Last night is traditionally the raid night for my second static group in Final Fantasy XIV.  However we were missing a significant number of the key players, namely our second healer and tank.  For a bit we considered other options, and were on the verge of just running an expert for the day and calling it good.  Problem being as I sat there at the keyboard waiting for things to happen I kept dozing off while leaning forward, literally waking up when my head banged my boom microphone.  So instead of doing Final Fantasy XIV shenanigans I retired to the couch to peacefully doze in and out of consciousness while waiting on my wife to get home.  I didn’t really want to go to bed for real yet, because once I conk out I am often times dead to the world… and I wanted to make sure she made it home safely and didn’t have car trouble or anything out of the ordinary like that.  Before the attempt at raiding, and a small bit afterwards I continued playing some Diablo 3.  The game worked mostly because I had no one relying on me, and quite frankly I was playing on normal level which means I can doze off for a second here and there and suffer zero consequences from it.  After I beat the normal storyline and unlock the content I will end up dialing up the difficulty as I attempt to level to 70 before the 23rd.

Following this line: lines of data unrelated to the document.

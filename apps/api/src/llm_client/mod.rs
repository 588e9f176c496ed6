/// LLM Client — the single point of entry for all Gemini API calls in ResuAI.
///
/// ARCHITECTURAL RULE: No other module may call the Generative Language API
/// directly. All text generation MUST go through this module.
///
/// The per-plan generation model comes from the pricing catalog; the
/// search-augmented variant and chat run on `gemini-2.5-flash` (hardcoded —
/// do not make configurable to prevent drift).
use reqwest::Client;
use serde::{Deserialize, Serialize};
use thiserror::Error;
use tracing::{debug, warn};

pub mod prompts;

use crate::models::chat::ChatMessage;

const GEMINI_API_BASE: &str = "https://generativelanguage.googleapis.com/v1beta";
/// Model for search-grounded generation and the chat assistant.
pub const SEARCH_MODEL: &str = "gemini-2.5-flash";
const MAX_RETRIES: u32 = 3;

#[derive(Debug, Error)]
pub enum LlmError {
    #[error("HTTP error: {0}")]
    Http(#[from] reqwest::Error),

    #[error("API error (status {status}): {message}")]
    Api { status: u16, message: String },

    #[error("JSON parse error: {0}")]
    Parse(#[from] serde_json::Error),

    #[error("Rate limited after {retries} retries")]
    RateLimited { retries: u32 },

    #[error("Model returned empty content")]
    EmptyContent,
}

#[derive(Debug, Serialize)]
#[serde(rename_all = "camelCase")]
struct GenerateRequest<'a> {
    contents: Vec<Content<'a>>,
    #[serde(skip_serializing_if = "Option::is_none")]
    system_instruction: Option<SystemInstruction<'a>>,
    #[serde(skip_serializing_if = "Option::is_none")]
    tools: Option<Vec<Tool>>,
}

#[derive(Debug, Serialize)]
struct Content<'a> {
    role: &'a str,
    parts: Vec<TextPart<'a>>,
}

#[derive(Debug, Serialize)]
struct SystemInstruction<'a> {
    parts: Vec<TextPart<'a>>,
}

#[derive(Debug, Serialize)]
struct TextPart<'a> {
    text: &'a str,
}

#[derive(Debug, Serialize)]
struct Tool {
    google_search: serde_json::Map<String, serde_json::Value>,
}

#[derive(Debug, Deserialize)]
#[serde(rename_all = "camelCase")]
pub struct GenerateResponse {
    #[serde(default)]
    pub candidates: Vec<Candidate>,
    pub usage_metadata: Option<UsageMetadata>,
}

#[derive(Debug, Deserialize)]
#[serde(rename_all = "camelCase")]
pub struct Candidate {
    pub content: Option<CandidateContent>,
    pub grounding_metadata: Option<GroundingMetadata>,
}

#[derive(Debug, Deserialize)]
pub struct CandidateContent {
    #[serde(default)]
    pub parts: Vec<CandidatePart>,
}

#[derive(Debug, Deserialize)]
pub struct CandidatePart {
    pub text: Option<String>,
}

#[derive(Debug, Deserialize)]
#[serde(rename_all = "camelCase")]
pub struct GroundingMetadata {
    #[serde(default)]
    pub grounding_chunks: Vec<GroundingChunk>,
}

#[derive(Debug, Deserialize)]
pub struct GroundingChunk {
    pub web: Option<WebSource>,
}

#[derive(Debug, Clone, Deserialize, Serialize)]
pub struct WebSource {
    pub uri: Option<String>,
    pub title: Option<String>,
}

#[derive(Debug, Deserialize)]
#[serde(rename_all = "camelCase")]
pub struct UsageMetadata {
    pub prompt_token_count: Option<u32>,
    pub candidates_token_count: Option<u32>,
}

impl GenerateResponse {
    /// Concatenates the text parts of the first candidate.
    pub fn text(&self) -> Option<String> {
        let candidate = self.candidates.first()?;
        let parts = &candidate.content.as_ref()?.parts;
        let text: String = parts
            .iter()
            .filter_map(|p| p.text.as_deref())
            .collect::<Vec<_>>()
            .join("");
        if text.is_empty() {
            None
        } else {
            Some(text)
        }
    }

    /// Web citations attached by search grounding, if any.
    pub fn sources(&self) -> Vec<WebSource> {
        self.candidates
            .first()
            .and_then(|c| c.grounding_metadata.as_ref())
            .map(|g| {
                g.grounding_chunks
                    .iter()
                    .filter_map(|chunk| chunk.web.clone())
                    .collect()
            })
            .unwrap_or_default()
    }
}

#[derive(Debug, Deserialize)]
struct GeminiError {
    error: GeminiErrorBody,
}

#[derive(Debug, Deserialize)]
struct GeminiErrorBody {
    message: String,
}

/// Generated text plus the web citations that grounded it.
#[derive(Debug, Clone, Serialize)]
pub struct GroundedText {
    pub text: String,
    pub sources: Vec<WebSource>,
}

/// The single Gemini client used by all services in ResuAI.
/// Wraps the generateContent endpoint with retry logic.
#[derive(Clone)]
pub struct LlmClient {
    client: Client,
    api_key: String,
}

impl LlmClient {
    pub fn new(api_key: String) -> Self {
        Self {
            client: Client::builder()
                .timeout(std::time::Duration::from_secs(120))
                .build()
                .expect("Failed to build HTTP client"),
            api_key,
        }
    }

    /// Plain text generation on the given model.
    pub async fn generate(&self, prompt: &str, model: &str) -> Result<String, LlmError> {
        let request = GenerateRequest {
            contents: vec![Content {
                role: "user",
                parts: vec![TextPart { text: prompt }],
            }],
            system_instruction: None,
            tools: None,
        };

        let response = self.call(model, &request).await?;
        response.text().ok_or(LlmError::EmptyContent)
    }

    /// Search-grounded generation. Always runs on `SEARCH_MODEL` and returns
    /// the citations alongside the text.
    pub async fn generate_with_search(&self, prompt: &str) -> Result<GroundedText, LlmError> {
        let request = GenerateRequest {
            contents: vec![Content {
                role: "user",
                parts: vec![TextPart { text: prompt }],
            }],
            system_instruction: None,
            tools: Some(vec![Tool {
                google_search: serde_json::Map::new(),
            }]),
        };

        let response = self.call(SEARCH_MODEL, &request).await?;
        let text = response.text().ok_or(LlmError::EmptyContent)?;
        let sources = response.sources();
        Ok(GroundedText { text, sources })
    }

    /// One chat turn: the running transcript plus the new user message, under
    /// the career-assistant system instruction.
    pub async fn chat(&self, history: &[ChatMessage], message: &str) -> Result<String, LlmError> {
        let mut contents: Vec<Content> = history
            .iter()
            .map(|m| Content {
                role: m.role.as_str(),
                parts: vec![TextPart { text: &m.text }],
            })
            .collect();
        contents.push(Content {
            role: "user",
            parts: vec![TextPart { text: message }],
        });

        let request = GenerateRequest {
            contents,
            system_instruction: Some(SystemInstruction {
                parts: vec![TextPart {
                    text: prompts::CHAT_SYSTEM_INSTRUCTION,
                }],
            }),
            tools: None,
        };

        let response = self.call(SEARCH_MODEL, &request).await?;
        response.text().ok_or(LlmError::EmptyContent)
    }

    /// Makes a raw generateContent call.
    /// Retries on 429 (rate limit) and 5xx errors with exponential backoff.
    async fn call(
        &self,
        model: &str,
        request: &GenerateRequest<'_>,
    ) -> Result<GenerateResponse, LlmError> {
        let url = format!("{GEMINI_API_BASE}/models/{model}:generateContent");

        let mut last_error: Option<LlmError> = None;

        for attempt in 0..MAX_RETRIES {
            if attempt > 0 {
                // Exponential backoff: 1s, 2s, 4s
                let delay = std::time::Duration::from_millis(1000 * (1 << (attempt - 1)));
                warn!(
                    "Generation attempt {} failed, retrying after {}ms...",
                    attempt,
                    delay.as_millis()
                );
                tokio::time::sleep(delay).await;
            }

            let response = self
                .client
                .post(&url)
                .header("x-goog-api-key", &self.api_key)
                .header("content-type", "application/json")
                .json(request)
                .send()
                .await;

            let response = match response {
                Ok(r) => r,
                Err(e) => {
                    last_error = Some(LlmError::Http(e));
                    continue;
                }
            };

            let status = response.status();

            if status.as_u16() == 429 || status.is_server_error() {
                let body = response.text().await.unwrap_or_default();
                warn!("Generation API returned {}: {}", status, body);
                last_error = Some(LlmError::Api {
                    status: status.as_u16(),
                    message: body,
                });
                continue;
            }

            if !status.is_success() {
                let body = response.text().await.unwrap_or_default();
                let message = serde_json::from_str::<GeminiError>(&body)
                    .map(|e| e.error.message)
                    .unwrap_or(body);
                return Err(LlmError::Api {
                    status: status.as_u16(),
                    message,
                });
            }

            let generate_response: GenerateResponse = response.json().await?;

            if let Some(usage) = &generate_response.usage_metadata {
                debug!(
                    "Generation succeeded: prompt_tokens={:?}, output_tokens={:?}",
                    usage.prompt_token_count, usage.candidates_token_count
                );
            }

            return Ok(generate_response);
        }

        Err(last_error.unwrap_or(LlmError::RateLimited {
            retries: MAX_RETRIES,
        }))
    }
}

#[cfg(test)]
mod tests {
    use super::*;
    use serde_json::json;

    #[test]
    fn test_response_text_concatenates_parts() {
        let response: GenerateResponse = serde_json::from_value(json!({
            "candidates": [{
                "content": {"parts": [{"text": "Hello, "}, {"text": "world"}], "role": "model"}
            }]
        }))
        .unwrap();
        assert_eq!(response.text().unwrap(), "Hello, world");
    }

    #[test]
    fn test_response_without_candidates_has_no_text() {
        let response: GenerateResponse = serde_json::from_value(json!({})).unwrap();
        assert!(response.text().is_none());
    }

    #[test]
    fn test_sources_extracted_from_grounding_chunks() {
        let response: GenerateResponse = serde_json::from_value(json!({
            "candidates": [{
                "content": {"parts": [{"text": "grounded"}], "role": "model"},
                "groundingMetadata": {
                    "groundingChunks": [
                        {"web": {"uri": "https://example.com", "title": "Example"}},
                        {"other": {"uri": "ignored"}}
                    ]
                }
            }]
        }))
        .unwrap();

        let sources = response.sources();
        assert_eq!(sources.len(), 1);
        assert_eq!(sources[0].uri.as_deref(), Some("https://example.com"));
        assert_eq!(sources[0].title.as_deref(), Some("Example"));
    }

    #[test]
    fn test_request_serializes_camel_case_fields() {
        let request = GenerateRequest {
            contents: vec![Content {
                role: "user",
                parts: vec![TextPart { text: "hi" }],
            }],
            system_instruction: Some(SystemInstruction {
                parts: vec![TextPart { text: "be brief" }],
            }),
            tools: Some(vec![Tool {
                google_search: serde_json::Map::new(),
            }]),
        };

        let value = serde_json::to_value(&request).unwrap();
        assert!(value.get("systemInstruction").is_some());
        assert!(value["tools"][0].get("google_search").is_some());
        assert_eq!(value["contents"][0]["parts"][0]["text"], "hi");
    }
}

This is really a stupid mission I have set out on…  largely because I really need to be in Final Fantasy XIV instead capping esoterics for the week.  The interesting thing about Season play in Diablo 3 though is it feels like they have ratcheted up the drop rates of everything.  While my profile has not updated to show it yet… at level 13 my crusader already has three legendary drops… including Genzaniku the awesome axe that summons a spirit to fight for you.  When I entered into this seasonal thing I fully expected to lose my character at the end of the season…  because I didn’t actually do any research before saying “sure” and clicking on the seasonal button.  I guess however everything you earn in season just rolls over into your normal characters at the end of a season which is pretty frickin cool.  So even if I don’t make any real progress in season 3, I will absolutely be starting a fresh season 4 character to play as well.  I guess in the coming days I will be popping into Final Fantasy XIV to get in an expert or two and then popping into Diablo 3 because it makes an excellent way to wind down for the evening.  I mostly enjoy soloing over there, but I am always looking for people to chat with while I am doing it.  I finally got around to adding my friend Byx last night to battle.net and I know there are tons of other people that I should as well.  I am finding that I am really enjoying the crusader, but in truth all of the classes I have played so far have been enjoyable in one way or another.  I just find it so bizarre that at this point, World of Warcraft is probably my least favorite Blizzard game.